Calochortus tiburonensis, the Tiburon Mariposa lily, is a rare member of the genus Calochortus in the family Liliaceae. It is endemic to Marin County, California, where it is known only from one population on Ring Mountain east of Mill Valley. There it occurs on a single serpentine outcrop in grasslands from  in elevation.

Description
Calochortus tiburonensis is a perennial growing from a bulb to 10–60 cm in height with a single leaf. It produces anywhere from 2 to 7 erect flowers annually on a branching stem. The ciliate, light yellow-green petals are streaked with purplish-brown.
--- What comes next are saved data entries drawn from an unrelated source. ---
//! Raw session files.
//!
//! When a session-file template is configured, every byte exchanged with a
//! station is written to its own file. Session I/O must never stall on disk,
//! so writing is implemented as:
//! - a bounded queue (non-blocking `try_send`)
//! - a dedicated thread with buffered writes and periodic flush
//!
//! The writer thread exits and flushes once every `SessionLog` clone is dropped.

use crate::protocol::expand::format_java_date;
use crate::station::StationTarget;
use chrono::{DateTime, Utc};
use std::fs::{self, File, OpenOptions};
use std::io::{self, BufWriter, Write};
use std::path::{Path, PathBuf};
use std::sync::mpsc::{sync_channel, Receiver, RecvTimeoutError, SyncSender};
use std::thread;
use std::time::{Duration, Instant};
use tracing::warn;

const QUEUE_CAPACITY: usize = 1024;
const FLUSH_INTERVAL: Duration = Duration::from_millis(250);

enum Chunk {
    Received(Vec<u8>),
    Sent(Vec<u8>),
    Note(String),
}

/// Handle to an open session file
#[derive(Clone)]
pub struct SessionLog {
    tx: SyncSender<Chunk>,
    path: PathBuf,
}

impl SessionLog {
    /// Create (truncate) `path` and start its writer thread
    pub fn open(path: impl Into<PathBuf>) -> io::Result<Self> {
        let path = path.into();
        if let Some(parent) = path.parent() {
            if !parent.as_os_str().is_empty() {
                fs::create_dir_all(parent)?;
            }
        }
        let file = OpenOptions::new()
            .create(true)
            .write(true)
            .truncate(true)
            .open(&path)?;
        let (tx, rx) = sync_channel::<Chunk>(QUEUE_CAPACITY);

        thread::Builder::new()
            .name("dcp-session-log".to_string())
            .spawn(move || run_writer(rx, file))?;

        Ok(Self { tx, path })
    }

    /// Open the file named by `template` for this station
    pub fn for_station(template: &str, target: &StationTarget, now: DateTime<Utc>) -> io::Result<Self> {
        Self::open(expand_template(template, target, now))
    }

    pub fn path(&self) -> &Path {
        &self.path
    }

    /// Bytes received from the station, written verbatim
    pub fn received(&self, data: &[u8]) {
        let _ = self.tx.try_send(Chunk::Received(data.to_vec()));
    }

    /// Bytes sent to the station
    pub fn sent(&self, data: &[u8]) {
        let _ = self.tx.try_send(Chunk::Sent(data.to_vec()));
    }

    /// Free-text annotation
    pub fn note(&self, message: impl Into<String>) {
        let _ = self.tx.try_send(Chunk::Note(message.into()));
    }
}

fn run_writer(rx: Receiver<Chunk>, file: File) {
    let mut writer = BufWriter::new(file);
    let mut dirty = false;
    let mut last_flush = Instant::now();

    loop {
        match rx.recv_timeout(FLUSH_INTERVAL) {
            Ok(chunk) => {
                if let Err(e) = write_chunk(&mut writer, chunk) {
                    warn!("session log write failed: {}", e);
                    break;
                }
                dirty = true;
            }
            Err(RecvTimeoutError::Timeout) => {
                if dirty && last_flush.elapsed() >= FLUSH_INTERVAL {
                    let _ = writer.flush();
                    dirty = false;
                    last_flush = Instant::now();
                }
            }
            Err(RecvTimeoutError::Disconnected) => break,
        }
    }
    let _ = writer.flush();
}

fn write_chunk(writer: &mut BufWriter<File>, chunk: Chunk) -> io::Result<()> {
    match chunk {
        Chunk::Received(data) => writer.write_all(&data),
        Chunk::Sent(data) => {
            writer.write_all(b"\n>>> ")?;
            writer.write_all(&data)?;
            writer.write_all(b"\n")
        }
        Chunk::Note(message) => writeln!(writer, "\n### {}", message),
    }
}

/// Expand `$MEDIUMID`, `$STATION` and `$DATE(fmt)` in a file-name template
///
/// `fmt` uses Java-style date letters (`yyyyMMdd-HHmmss`).
pub fn expand_template(template: &str, target: &StationTarget, now: DateTime<Utc>) -> PathBuf {
    let mut out = String::with_capacity(template.len() + 32);
    let mut rest = template;

    while let Some(pos) = rest.find('$') {
        out.push_str(&rest[..pos]);
        let tail = &rest[pos + 1..];

        if let Some(after) = strip_prefix_ignore_case(tail, "DATE(") {
            if let Some(close) = after.find(')') {
                out.push_str(&format_java_date(&after[..close], &now.with_timezone(&target.offset())));
                rest = &after[close + 1..];
                continue;
            }
        }
        if let Some(after) = strip_prefix_ignore_case(tail, "MEDIUMID") {
            out.push_str(&sanitize(&target.medium_id));
            rest = after;
            continue;
        }
        if let Some(after) = strip_prefix_ignore_case(tail, "STATION") {
            out.push_str(&sanitize(&target.name));
            rest = after;
            continue;
        }
        out.push('$');
        rest = tail;
    }
    out.push_str(rest);
    PathBuf::from(out)
}

fn strip_prefix_ignore_case<'a>(s: &'a str, prefix: &str) -> Option<&'a str> {
    if s.len() >= prefix.len()
        && s.is_char_boundary(prefix.len())
        && s[..prefix.len()].eq_ignore_ascii_case(prefix)
    {
        Some(&s[prefix.len()..])
    } else {
        None
    }
}

/// Medium ids may contain `:` or `/`; keep file names flat
fn sanitize(s: &str) -> String {
    s.chars()
        .map(|c| if c.is_ascii_alphanumeric() || c == '-' || c == '.' { c } else { '_' })
        .collect()
}

#[cfg(test)]
mod tests {
    use super::*;
    use chrono::TimeZone;

    fn station() -> StationTarget {
        toml::from_str(
            r#"
name = "BIGRIVER"
medium_id = "10.0.0.5:4001"
logger_type = "h555"
"#,
        )
        .unwrap()
    }

    #[test]
    fn test_expand_template() {
        let now = Utc.with_ymd_and_hms(2024, 3, 9, 14, 5, 7).unwrap();
        let path = expand_template("sessions/$MEDIUMID-$DATE(yyyyMMdd-HHmmss).log", &station(), now);
        assert_eq!(path, PathBuf::from("sessions/10.0.0.5_4001-20240309-140507.log"));
    }

    #[test]
    fn test_expand_template_keeps_unknown_tokens() {
        let now = Utc.with_ymd_and_hms(2024, 1, 1, 0, 0, 0).unwrap();
        let path = expand_template("$station/$HOME.log", &station(), now);
        assert_eq!(path, PathBuf::from("BIGRIVER/$HOME.log"));
    }

    #[test]
    fn test_session_log_writes_file() {
        let dir = tempfile::tempdir().unwrap();
        let path = dir.path().join("s.log");
        let log = SessionLog::open(&path).unwrap();
        log.sent(b"AT\r");
        log.received(b"OK\r\n");
        drop(log);

        // Writer thread flushes on disconnect
        let deadline = Instant::now() + Duration::from_secs(2);
        loop {
            let text = fs::read_to_string(&path).unwrap_or_default();
            if text.contains("OK") {
                assert!(text.contains(">>> AT"));
                break;
            }
            assert!(Instant::now() < deadline, "session log not flushed");
            thread::sleep(Duration::from_millis(20));
        }
    }
}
When mature, ovaries form a capsule full of small, dark brown seeds.

Conservation
The plant was federally listed as a threatened species in 1995. It is considered threatened due to loss of surrounding habitat to recreational activities, to competition from invasive plant species, to its proximity to a dense population center, and to its confinement to a single population of plants. The population grows on land owned by the Marin County Open Space District, an area previously owned and preserved by The Nature Conservancy. It was first brought to the attention of science in 1971, and was described to science in 1973. It is protected along with a number of other rare serpentine soils endemic plants that grow on and around Ring Mountain.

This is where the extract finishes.